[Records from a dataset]
use std::path::PathBuf;
use std::time::Duration;

use anyhow::{Context, Result};
use config::{Config, Environment};
use serde::Deserialize;

pub const DEFAULT_SOURCE_URL: &str = "https://echanges.dila.gouv.fr/OPENDATA/JORF/";

/// Run-wide settings, built once in `main` and passed down to every stage.
#[derive(Debug, Clone, Deserialize)]
pub struct Settings {
    pub source_url: String,
    pub archive_dir: PathBuf,
    pub xml_dir: PathBuf,
    pub db_path: PathBuf,
    pub http_timeout_secs: u64,
}

impl Settings {
    /// Defaults overridden by `JORF_*` environment variables (`JORF_XML_DIR` → `xml_dir`).
    pub fn load() -> Result<Self> {
        let _ = dotenvy::dotenv();
        Self::from_source(Environment::with_prefix("JORF").try_parsing(true))
    }

    fn from_source(env: Environment) -> Result<Self> {
        Config::builder()
            .set_default("source_url", DEFAULT_SOURCE_URL)?
            .set_default("archive_dir", "data/archives")?
            .set_default("xml_dir", "data/xml")?
            .set_default("db_path", "data/jorf.sqlite")?
            .set_default("http_timeout_secs", 120)?
            .add_source(env)
            .build()
            .context("Failed to build settings")?
            .try_deserialize()
            .context("Invalid JORF_* settings")
    }

    pub fn http_timeout(&self) -> Duration {
        Duration::from_secs(self.http_timeout_secs)
    }
}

- **What you should do**: Please, from the entries above, set down exactly the lines from the one containing "Defaults overridden by" through the one containing "Config::builder()", and only those.

- **Exercise response**:
    /// Defaults overridden by `JORF_*` environment variables (`JORF_XML_DIR` → `xml_dir`).
    pub fn load() -> Result<Self> {
        let _ = dotenvy::dotenv();
        Self::from_source(Environment::with_prefix("JORF").try_parsing(true))
    }

    fn from_source(env: Environment) -> Result<Self> {
        Config::builder()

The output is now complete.